Agenix to divest business in China
Melbourne-based biotech Agenix (ASX: AGX) has plans to divest its business in China to enable the company to concentrate on diagnostics for the next few years.
“We have completed preclinical studies in a project involving a tenofovir prodrug for hepatitis B, AGX-1009,” said Nick Weston, chairman and chief executive of Agenix. “We are negotiating with a number of companies interested in buying the patent and plan to exit China and they will take the project through to Phase 1, 2 and 3 trials.”
The expected funding from this deal and reduced cash burn will help the company progress its point-of-care diagnostic platform, DiagnostIQ, and its Phase III ready clot diagnostic, ThromboView.
Agenix recently entered into a collaboration with Scottish microarray technology company Arrayjet.
“Arrayjet has a bunch of patents around microarray bubble-jet technology,” said Weston. “Their role in the partnership is to modify the DiagnostIQ platform as a microarray device.”
DiagnostIQ is a flow-through point-of-care platform technology originally developed by Tyrian Diagnostics, formerly Proteome Systems, to use with its tuberculosis tests.
“We saw that the platform was pregnant with possibilities,” said Weston. “And we could structure a deal to commercialise it without parting with cash.”
Agenix has a licence agreement with Tyrian to use the platform for applications in human health - a deal that was signed in October 2012. Similarly, Bayer CropSciences AG has a licence deal with Tyrian to develop the platform for testing wheat. Tyrian holds and manages the patent.
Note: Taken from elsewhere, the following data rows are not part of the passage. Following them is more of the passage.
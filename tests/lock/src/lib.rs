//! Shared helpers for the cross-crate lock tests and fixture binaries.

#![forbid(unsafe_code)]

pub mod support;
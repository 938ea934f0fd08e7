use std::fmt::Write as _;

use super::analysis::{join_criteria, ComparisonVerdict};
use super::{ExplanationContext, Highlights};

/// Templated markdown report used when no narrative generator answers.
pub fn fallback_summary(context: &ExplanationContext) -> String {
    let mut report = String::new();
    let _ = writeln!(report, "## Your investment partner matches\n");
    let _ = writeln!(report, "{}.\n", context.profile.summary);

    if context.matches.is_empty() {
        let _ = writeln!(
            report,
            "No offerings matched your answers. Try widening the investment type or amount."
        );
        return report;
    }

    for breakdown in &context.matches {
        let _ = writeln!(
            report,
            "### {}. {} ({}% match)",
            breakdown.rank, breakdown.provider, breakdown.match_percentage
        );
        if let Some(ratio) = breakdown.total_cost_ratio {
            let _ = writeln!(report, "- Yearly costs: {:.2}%", ratio * 100.0);
        }
        if !breakdown.strengths.is_empty() {
            let _ = writeln!(report, "- Strengths: {}", breakdown.strengths.join(", "));
        }
        if !breakdown.weaknesses.is_empty() {
            let _ = writeln!(report, "- Watch out for: {}", breakdown.weaknesses.join(", "));
        }
        for analysis in &breakdown.priority_analysis {
            let _ = writeln!(
                report,
                "- {}: {:.1}/10 ({})",
                capitalize(analysis.criterion.display_name()),
                analysis.score,
                analysis.level.label()
            );
        }
        for insight in &breakdown.insights {
            let _ = writeln!(report, "- {}", insight.describe());
        }
        report.push('\n');
    }

    if let Some(comparison) = &context.comparison {
        let _ = writeln!(report, "### Comparison\n{}", comparison_sentence(context));
        if let Some(difference) = comparison.cost_difference {
            let _ = writeln!(
                report,
                "{} costs {:.2} percentage points per year {} than {}.",
                comparison.runner_up,
                difference.abs(),
                if difference > 0.0 { "more" } else { "less" },
                comparison.leader
            );
        }
    }

    report
}

/// Templated highlights used when no narrative generator answers.
pub fn fallback_highlights(context: &ExplanationContext) -> Highlights {
    let key_insight = match context.matches.first() {
        Some(top) => {
            let mut sentence = format!(
                "{} is your best match at {}%",
                top.provider, top.match_percentage
            );
            if !top.strongest.is_empty() {
                let _ = write!(
                    sentence,
                    ", scoring strongly on {}",
                    join_criteria(&top.strongest)
                );
            }
            sentence.push('.');
            sentence
        }
        None => "No offerings matched your answers.".to_string(),
    };

    let trade_offs = if context.patterns.trade_offs.is_empty() {
        comparison_sentence(context)
    } else {
        context.patterns.trade_offs.join(". ")
    };

    let priority_analysis = if context.patterns.priority_leaders.is_empty() {
        format!(
            "{}. None of the matches stands out on your priorities.",
            context.profile.summary
        )
    } else {
        context
            .patterns
            .priority_leaders
            .iter()
            .map(|leader| {
                format!(
                    "{} leads on {} ({:.1}/10)",
                    leader.provider,
                    leader.criterion.display_name(),
                    leader.score
                )
            })
            .collect::<Vec<_>>()
            .join(". ")
    };

    Highlights {
        key_insight,
        trade_offs,
        priority_analysis,
    }
}

fn comparison_sentence(context: &ExplanationContext) -> String {
    match &context.comparison {
        Some(comparison) => match comparison.verdict {
            ComparisonVerdict::CloseRace => format!(
                "{} and {} are nearly tied ({} points apart).",
                comparison.leader, comparison.runner_up, comparison.gap
            ),
            ComparisonVerdict::ClearWinner => format!(
                "{} is a clear winner, {} points ahead of {}.",
                comparison.leader, comparison.gap, comparison.runner_up
            ),
            ComparisonVerdict::LargeGap => format!(
                "{} is far ahead of {} ({} points).",
                comparison.leader, comparison.runner_up, comparison.gap
            ),
        },
        None => "Not enough matches to compare.".to_string(),
    }
}

fn capitalize(text: &str) -> String {
    let mut chars = text.chars();
    match chars.next() {
        Some(first) => first.to_uppercase().chain(chars).collect(),
        None => String::new(),
    }
}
The partnership will involve adapting the device and reader then using Arrayjet’s bubble-jet technology to spray analytes onto the platform.
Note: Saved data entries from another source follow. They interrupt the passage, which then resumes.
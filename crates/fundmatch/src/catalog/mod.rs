//! Read-only access to the candidate population and its metrics.

mod loader;

use std::collections::{BTreeMap, BTreeSet};
use std::fs::File;
use std::path::Path;

use tracing::info;

use crate::matching::domain::{Candidate, CandidateId, CandidateMetrics};

/// Tabular data source backing the matching pipeline.
///
/// Metrics are fetched in bulk for an id set so a ranking request issues
/// exactly two reads regardless of population size.
pub trait CatalogSource: Send + Sync {
    fn fetch_candidates(&self, query: &CandidateQuery) -> Result<Vec<Candidate>, CatalogError>;
    fn fetch_metrics(
        &self,
        ids: &BTreeSet<CandidateId>,
    ) -> Result<Vec<CandidateMetrics>, CatalogError>;
}

/// Candidate column a predicate can constrain.
#[derive(Debug, Clone, Copy, PartialEq, Eq)]
pub enum PredicateField {
    Status,
    Category,
    Provider,
}

#[derive(Debug, Clone, PartialEq, Eq)]
pub enum PredicateOp {
    Eq(String),
    In(Vec<String>),
    NotIn(Vec<String>),
}

/// Single column constraint, compared case-insensitively.
#[derive(Debug, Clone, PartialEq, Eq)]
pub struct Predicate {
    pub field: PredicateField,
    pub op: PredicateOp,
}

impl Predicate {
    pub fn matches(&self, candidate: &Candidate) -> bool {
        let value = match self.field {
            PredicateField::Status => candidate.status.label(),
            PredicateField::Category => candidate.category.as_str(),
            PredicateField::Provider => candidate.provider.as_str(),
        };

        match &self.op {
            PredicateOp::Eq(expected) => value.eq_ignore_ascii_case(expected),
            PredicateOp::In(options) => options
                .iter()
                .any(|option| value.eq_ignore_ascii_case(option)),
            PredicateOp::NotIn(options) => {
                !options.iter().any(|option| value.eq_ignore_ascii_case(option))
            }
        }
    }
}

/// Conjunction of predicates; an empty query selects everything.
#[derive(Debug, Clone, Default, PartialEq, Eq)]
pub struct CandidateQuery {
    pub predicates: Vec<Predicate>,
}

impl CandidateQuery {
    pub fn new() -> Self {
        Self::default()
    }

    pub fn with(mut self, field: PredicateField, op: PredicateOp) -> Self {
        self.predicates.push(Predicate { field, op });
        self
    }

    pub fn matches(&self, candidate: &Candidate) -> bool {
        self.predicates
            .iter()
            .all(|predicate| predicate.matches(candidate))
    }
}

/// Catalog held entirely in memory, optionally loaded from CSV exports.
#[derive(Debug, Clone, Default)]
pub struct InMemoryCatalog {
    candidates: Vec<Candidate>,
    metrics: BTreeMap<CandidateId, CandidateMetrics>,
}

impl InMemoryCatalog {
    pub fn new(candidates: Vec<Candidate>, metrics: Vec<CandidateMetrics>) -> Self {
        let metrics = metrics
            .into_iter()
            .map(|record| (record.candidate_id.clone(), record))
            .collect();
        Self {
            candidates,
            metrics,
        }
    }

    /// Loads candidates and, when given, their metrics from CSV files.
    pub fn from_csv_paths(
        candidates_path: &Path,
        metrics_path: Option<&Path>,
    ) -> Result<Self, CatalogError> {
        let candidates = Self::read_candidates(File::open(candidates_path)?)?;
        let metrics = match metrics_path {
            Some(path) => Self::read_metrics(File::open(path)?)?,
            None => Vec::new(),
        };

        info!(
            candidates = candidates.len(),
            metrics = metrics.len(),
            path = %candidates_path.display(),
            "loaded candidate catalog"
        );

        Ok(Self::new(candidates, metrics))
    }

    pub fn read_candidates<R: std::io::Read>(reader: R) -> Result<Vec<Candidate>, CatalogError> {
        Ok(loader::parse_candidates(reader)?)
    }

    pub fn read_metrics<R: std::io::Read>(
        reader: R,
    ) -> Result<Vec<CandidateMetrics>, CatalogError> {
        Ok(loader::parse_metrics(reader)?)
    }

    pub fn len(&self) -> usize {
        self.candidates.len()
    }

    pub fn is_empty(&self) -> bool {
        self.candidates.is_empty()
    }
}

impl CatalogSource for InMemoryCatalog {
    fn fetch_candidates(&self, query: &CandidateQuery) -> Result<Vec<Candidate>, CatalogError> {
        Ok(self
            .candidates
            .iter()
            .filter(|candidate| query.matches(candidate))
            .cloned()
            .collect())
    }

    fn fetch_metrics(
        &self,
        ids: &BTreeSet<CandidateId>,
    ) -> Result<Vec<CandidateMetrics>, CatalogError> {
        Ok(ids
            .iter()
            .filter_map(|id| self.metrics.get(id).cloned())
            .collect())
    }
}

/// Error enumeration for catalog failures.
#[derive(Debug, thiserror::Error)]
pub enum CatalogError {
    #[error("catalog unavailable: {0}")]
    Unavailable(String),
    #[error("invalid catalog CSV data: {0}")]
    Csv(#[from] csv::Error),
    #[error("failed to read catalog export: {0}")]
    Io(#[from] std::io::Error),
}
use crate::infra::AppState;
use axum::http::{header, StatusCode};
use axum::response::IntoResponse;
use axum::Extension;
use axum::Json;
use fundmatch::catalog::CatalogSource;
use fundmatch::matching::{matching_router, MatchingService, NarrativeGenerator};
use fundmatch::refinement::TextInterpreter;
use serde_json::json;
use std::sync::Arc;

pub(crate) fn with_matching_routes<C, I, N>(
    service: Arc<MatchingService<C, I, N>>,
) -> axum::Router
where
    C: CatalogSource + 'static,
    I: TextInterpreter + 'static,
    N: NarrativeGenerator + 'static,
{
    matching_router(service)
        .route("/health", axum::routing::get(healthcheck))
        .route("/ready", axum::routing::get(readiness_endpoint))
        .route("/metrics", axum::routing::get(metrics_endpoint))
}

pub(crate) async fn healthcheck() -> Json<serde_json::Value> {
    Json(json!({ "status": "ok" }))
}

pub(crate) async fn readiness_endpoint(Extension(state): Extension<AppState>) -> impl IntoResponse {
    let ready = state.readiness.load(std::sync::atomic::Ordering::Relaxed);
    let status = if ready {
        StatusCode::OK
    } else {
        StatusCode::SERVICE_UNAVAILABLE
    };

    let payload = if ready {
        json!({ "status": "ready" })
    } else {
        json!({ "status": "initializing" })
    };

    (status, Json(payload))
}

pub(crate) async fn metrics_endpoint(Extension(state): Extension<AppState>) -> impl IntoResponse {
    (
        StatusCode::OK,
        [(header::CONTENT_TYPE, "text/plain; version=0.0.4")],
        state.metrics.render(),
    )
}

#[cfg(test)]
mod tests {
    use super::*;
    use crate::demo::sample_catalog;
    use crate::infra::{OfflineInterpreter, OfflineNarrator};
    use fundmatch::config::MatchingConfig;
    use tower::ServiceExt;

    fn app() -> axum::Router {
        let service = MatchingService::new(
            Arc::new(sample_catalog().expect("sample catalog parses")),
            Arc::new(OfflineInterpreter),
            Arc::new(OfflineNarrator),
            &MatchingConfig::default(),
        );
        with_matching_routes(Arc::new(service))
    }

    #[tokio::test]
    async fn healthcheck_reports_ok() {
        let Json(body) = healthcheck().await;
        assert_eq!(body, json!({ "status": "ok" }));
    }

    #[tokio::test]
    async fn matching_routes_are_mounted_next_to_health() {
        let response = app()
            .oneshot(
                axum::http::Request::post("/api/v1/matches")
                    .header(header::CONTENT_TYPE, "application/json")
                    .body(axum::body::Body::from(
                        r#"{"category": "self_directed", "amount": 1000}"#,
                    ))
                    .expect("request builds"),
            )
            .await
            .expect("route executes");
        assert_eq!(response.status(), StatusCode::OK);

        let body = axum::body::to_bytes(response.into_body(), 64 * 1024)
            .await
            .expect("read body");
        let payload: serde_json::Value = serde_json::from_slice(&body).expect("json payload");
        assert_eq!(payload["status"], json!("ranked"));

        let health = app()
            .oneshot(
                axum::http::Request::get("/health")
                    .body(axum::body::Body::empty())
                    .expect("request builds"),
            )
            .await
            .expect("route executes");
        assert_eq!(health.status(), StatusCode::OK);
    }
}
In its current format the platform can conduct only two tests, the modification as a microarray will significantly increase the number of analytes that can be assessed.
“It will be a biomarker panel of spots rather than strips,” said Weston, adding that the modified platform is likely to accommodate about 50 analytes per panel. “And it should take around 5 minutes to get a result.”
Antibodies are used to test, for example, for kidney function or tuberculosis, depending on the specific analytes.
The plan is to develop the DiagnostIQ flow-through technology to work as a microarray platform and then license this out to others for diagnostic use.
“There is a need for this in low resource settings like China,” said Weston, “but it will probably also be appealing in the US and Europe.”
“The suggested protocols to process the adapted DiagnostIQ will be different to the current incarnation, but they are all adapted from standard immunochemistry used within the diagnostics industry,” he said.
It is early days as the deal has only just been done, but Weston expects they will be eligible for the R&D tax incentive in Australia.
“Aspects of the project can only be done in Scotland,” he said. “We are likely to be eligible for the 45% refundable offset for the R&D work being done in Australia and because no more than 50% is being done overseas, we will seek an advanced finding from AusIndustry to determine whether we are eligible for the overseas portion of the R&D spend as well.”